» What you will do
Retype only the lines at the head of the records, first through the one with "snapshots, and legacy", exactly as written.

(Records to use)

//! Engine configuration, defaulted the way `database::connection_pool` and
//! `database::cache` default theirs, with `FIBERDB_*` environment overrides
//! (spec §6) applied on top.

use std::path::PathBuf;
use std::time::Duration;

/// Storage engine selector. `Custom` is reserved for embedders providing
/// their own WAL/store implementation; the file engine is the only one
/// implemented here.
#[derive(Debug, Clone, Copy, PartialEq, Eq)]
pub enum EngineKind {
    /// Durable file-backed WAL + snapshot engine (default).
    File,
    /// Placeholder for an embedder-supplied backend.
    Custom,
}

/// Top-level configuration for an [`crate::engine::Engine`].
#[derive(Debug, Clone)]
pub struct EngineConfig {
    /// Which storage engine to instantiate.
    pub engine: EngineKind,
    /// Directory holding `wal.log`, snapshots, and legacy `anchors/attached`
    /// trees.
    pub data_path: PathBuf,
    /// Whether WAL durability is enabled. Disabling it is useful for
    /// throwaway/test engines; writes then only affect the in-memory map.
    pub wal_enabled: bool,
    /// Max entries per cache (document cache and query-result cache each
    /// get this capacity).
    pub cache_size: usize,
    /// Number of in-memory WAL entries that triggers synchronous
    /// compaction.
    pub compaction_threshold: usize,
    /// Whether the index manager performs incremental maintenance on
    /// writes.
    pub indexing_enabled: bool,
    /// Reserved for embedders that run background compaction/index
    /// rebuilding off the write path; the reference engine always performs
    /// maintenance synchronously, so this only gates optional async
    /// helpers built on top of the engine.
    pub background_processing: bool,
    /// Whether `__secure` fields are passed through a decryptor.
    pub encryption_enabled: bool,
    /// Default key used when a query omits `decryptionKey` but
    /// `encryption_enabled` is set.
    pub default_encryption_key: Option<String>,
    /// Whether the performance monitor records samples.
    pub enable_metrics: bool,
    /// Default per-query deadline.
    pub query_timeout: Duration,
    /// Query admission semaphore size.
    pub max_concurrent_queries: usize,
    /// Default TTL applied by the file-existence cache.
    pub file_exists_cache_ttl: Duration,
    /// Default TTL-filter window used when a query omits an explicit
    /// `ttlDays` (the engine itself does not invent a default beyond what a
    /// caller requests; this is the fallback used by `EngineConfig::from_env`
    /// consumers that want one).
    pub default_ttl_days: u32,
}

impl Default for EngineConfig {
    fn default() -> Self {
        Self {
            engine: EngineKind::File,
            data_path: default_data_path(),
            wal_enabled: true,
            cache_size: 10_000,
            compaction_threshold: 1_000,
            indexing_enabled: true,
            background_processing: false,
            encryption_enabled: false,
            default_encryption_key: None,
            enable_metrics: true,
            query_timeout: Duration::from_secs(30),
            max_concurrent_queries: 100,
            file_exists_cache_ttl: Duration::from_secs(5),
            default_ttl_days: 365,
        }
    }
}

fn default_data_path() -> PathBuf {
    dirs::data_local_dir()
        .unwrap_or_else(|| PathBuf::from("."))
        .join("fiberdb")
}

impl EngineConfig {
    /// Populate configuration from the `FIBERDB_*` environment variables
    /// listed in spec §6, falling back to [`EngineConfig::default`] for
    /// anything unset or unparseable.
    pub fn from_env() -> Self {
        let mut config = EngineConfig::default();

        if let Ok(engine) = std::env::var("FIBERDB_ENGINE") {
            config.engine = match engine.as_str() {
                "custom" => EngineKind::Custom,
                _ => EngineKind::File,
            };
        }
        if let Ok(path) = std::env::var("FIBERDB_DATA_PATH") {
            config.data_path = PathBuf::from(path);
        }
        if let Some(v) = env_bool("FIBERDB_WAL_ENABLED") {
            config.wal_enabled = v;
        }
        if let Some(v) = env_usize("FIBERDB_CACHE_SIZE") {
            config.cache_size = v;
        }
        if let Some(v) = env_usize("FIBERDB_COMPACTION_THRESHOLD") {
            config.compaction_threshold = v;
        }
        if let Some(v) = env_bool("FIBERDB_INDEXING_ENABLED") {
            config.indexing_enabled = v;
        }
        if let Some(v) = env_bool("FIBERDB_BACKGROUND_PROCESSING") {
            config.background_processing = v;
        }
        if let Some(v) = env_bool("FIBERDB_ENCRYPTION_ENABLED") {
            config.encryption_enabled = v;
        }
        if let Ok(key) = std::env::var("FIBERDB_DEFAULT_ENCRYPTION_KEY") {
            config.default_encryption_key = Some(key);
        }
        if let Some(v) = env_bool("FIBERDB_ENABLE_METRICS") {
            config.enable_metrics = v;
        }
        if let Some(v) = env_usize("FIBERDB_QUERY_TIMEOUT") {
            config.query_timeout = Duration::from_secs(v as u64);
        }
        if let Some(v) = env_usize("FIBERDB_MAX_CONCURRENT_QUERIES") {
            config.max_concurrent_queries = v;
        }

        config
    }
}

fn env_bool(name: &str) -> Option<bool> {
    std::env::var(name).ok().map(|v| {
        matches!(
            v.to_ascii_lowercase().as_str(),
            "1" | "true" | "yes" | "on"
        )
    })
}

fn env_usize(name: &str) -> Option<usize> {
    std::env::var(name).ok().and_then(|v| v.parse().ok())
}

#[cfg(test)]
mod tests {
    use super::*;

    #[test]
    fn defaults_are_sane() {
        let config = EngineConfig::default();
        assert!(config.wal_enabled);
        assert_eq!(config.max_concurrent_queries, 100);
        assert_eq!(config.query_timeout, Duration::from_secs(30));
    }

    #[test]
    fn env_bool_accepts_common_truthy_strings() {
        std::env::set_var("FIBERDB_TEST_FLAG", "yes");
        assert_eq!(env_bool("FIBERDB_TEST_FLAG"), Some(true));
        std::env::remove_var("FIBERDB_TEST_FLAG");
    }
}
//! Bounded LRU cache with hit/miss statistics.
//!
//! Wraps the `lru` crate (declared by the teacher's `Cargo.toml` but never
//! actually reached for — CADDY hand-rolls its own Vec-based LRU in
//! `enterprise/cache/tier.rs`). Here it backs the document cache and the
//! query-result cache described in spec §4.3, with the statistics struct
//! shaped the way `database::cache::CacheStats` tracks hits/misses/size.

use lru::LruCache as RawLru;
use parking_lot::Mutex;
use std::hash::Hash;
use std::num::NonZeroUsize;

/// Point-in-time hit/miss/size snapshot for one cache instance.
#[derive(Debug, Clone, Default)]
pub struct CacheStats {
    /// Current number of entries.
    pub size: usize,
    /// Configured maximum number of entries.
    pub max_size: usize,
    /// Cumulative cache hits.
    pub hits: u64,
    /// Cumulative cache misses.
    pub misses: u64,
    /// `hits / (hits + misses)`, 0.0 if no lookups have happened yet.
    pub hit_rate: f64,
}

struct Counters {
    hits: u64,
    misses: u64,
}

/// Pure LRU cache: `get` promotes the touched key to most-recently-used;
/// `set` evicts the least-recently-used entry once `max_size` is exceeded.
pub struct LruCache<K, V> {
    inner: Mutex<RawLru<K, V>>,
    counters: Mutex<Counters>,
    max_size: usize,
}

impl<K, V> LruCache<K, V>
where
    K: Eq + Hash + Clone,
    V: Clone,
{
    /// Create a cache bounded to `max_size` entries (at least 1).
    pub fn new(max_size: usize) -> Self {
        let capacity = NonZeroUsize::new(max_size.max(1)).unwrap();
        Self {
            inner: Mutex::new(RawLru::new(capacity)),
            counters: Mutex::new(Counters { hits: 0, misses: 0 }),
            max_size,
        }
    }

    /// Look up `key`, promoting it to most-recently-used on a hit.
    pub fn get(&self, key: &K) -> Option<V> {
        let mut inner = self.inner.lock();
        let found = inner.get(key).cloned();
        let mut counters = self.counters.lock();
        if found.is_some() {
            counters.hits += 1;
        } else {
            counters.misses += 1;
        }
        found
    }

    /// Look up `key` without affecting hit/miss statistics or recency
    /// (used by invalidation sweeps that need to inspect keys).
    pub fn peek(&self, key: &K) -> Option<V> {
        self.inner.lock().peek(key).cloned()
    }

    /// Insert or replace `key`, evicting the LRU entry if the cache is at
    /// capacity.
    pub fn set(&self, key: K, value: V) {
        self.inner.lock().put(key, value);
    }

    /// Remove `key`, returning the evicted value if present.
    pub fn remove(&self, key: &K) -> Option<V> {
        self.inner.lock().pop(key)
    }

    /// Remove every entry for which `predicate` returns true. Used by
    /// `invalidate_entity_caches` to purge query-cache rows referencing a
    /// written entity type.
    pub fn retain_unless<F>(&self, mut predicate: F)
    where
        F: FnMut(&K, &V) -> bool,
    {
        let mut inner = self.inner.lock();
        let doomed: Vec<K> = inner
            .iter()
            .filter(|(k, v)| predicate(k, v))
            .map(|(k, _)| k.clone())
            .collect();
        for key in doomed {
            inner.pop(&key);
        }
    }

    /// Remove every entry.
    pub fn clear(&self) {
        self.inner.lock().clear();
    }

    /// Current entry count.
    pub fn len(&self) -> usize {
        self.inner.lock().len()
    }

    /// True if the cache holds no entries.
    pub fn is_empty(&self) -> bool {
        self.len() == 0
    }

    /// Snapshot hit/miss/size statistics.
    pub fn stats(&self) -> CacheStats {
        let counters = self.counters.lock();
        let total = counters.hits + counters.misses;
        CacheStats {
            size: self.len(),
            max_size: self.max_size,
            hits: counters.hits,
            misses: counters.misses,
            hit_rate: if total == 0 {
                0.0
            } else {
                counters.hits as f64 / total as f64
            },
        }
    }
}

#[cfg(test)]
mod tests {
    use super::*;

    #[test]
    fn evicts_least_recently_used() {
        let cache: LruCache<&str, i32> = LruCache::new(2);
        cache.set("a", 1);
        cache.set("b", 2);
        cache.get(&"a"); // touch a, making b the LRU entry
        cache.set("c", 3); // evicts b
        assert!(cache.peek(&"b").is_none());
        assert!(cache.peek(&"a").is_some());
        assert!(cache.peek(&"c").is_some());
    }

    #[test]
    fn tracks_hit_rate() {
        let cache: LruCache<&str, i32> = LruCache::new(10);
        cache.set("a", 1);
        cache.get(&"a");
        cache.get(&"missing");
        let stats = cache.stats();
        assert_eq!(stats.hits, 1);
        assert_eq!(stats.misses, 1);
        assert_eq!(stats.hit_rate, 0.5);
    }

    #[test]
    fn retain_unless_purges_matching_entries() {
        let cache: LruCache<String, i32> = LruCache::new(10);
        cache.set("customer:c1".into(), 1);
        cache.set("user:u1".into(), 2);
        cache.retain_unless(|k, _| k.starts_with("customer:"));
        assert!(cache.peek(&"customer:c1".to_string()).is_none());
        assert!(cache.peek(&"user:u1".to_string()).is_some());
    }
}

(End Records to use)

» Task response
//! Engine configuration, defaulted the way `database::connection_pool` and
//! `database::cache` default theirs, with `FIBERDB_*` environment overrides
//! (spec §6) applied on top.

use std::path::PathBuf;
use std::time::Duration;

/// Storage engine selector. `Custom` is reserved for embedders providing
/// their own WAL/store implementation; the file engine is the only one
/// implemented here.
#[derive(Debug, Clone, Copy, PartialEq, Eq)]
pub enum EngineKind {
    /// Durable file-backed WAL + snapshot engine (default).
    File,
    /// Placeholder for an embedder-supplied backend.
    Custom,
}

/// Top-level configuration for an [`crate::engine::Engine`].
#[derive(Debug, Clone)]
pub struct EngineConfig {
    /// Which storage engine to instantiate.
    pub engine: EngineKind,
    /// Directory holding `wal.log`, snapshots, and legacy `anchors/attached`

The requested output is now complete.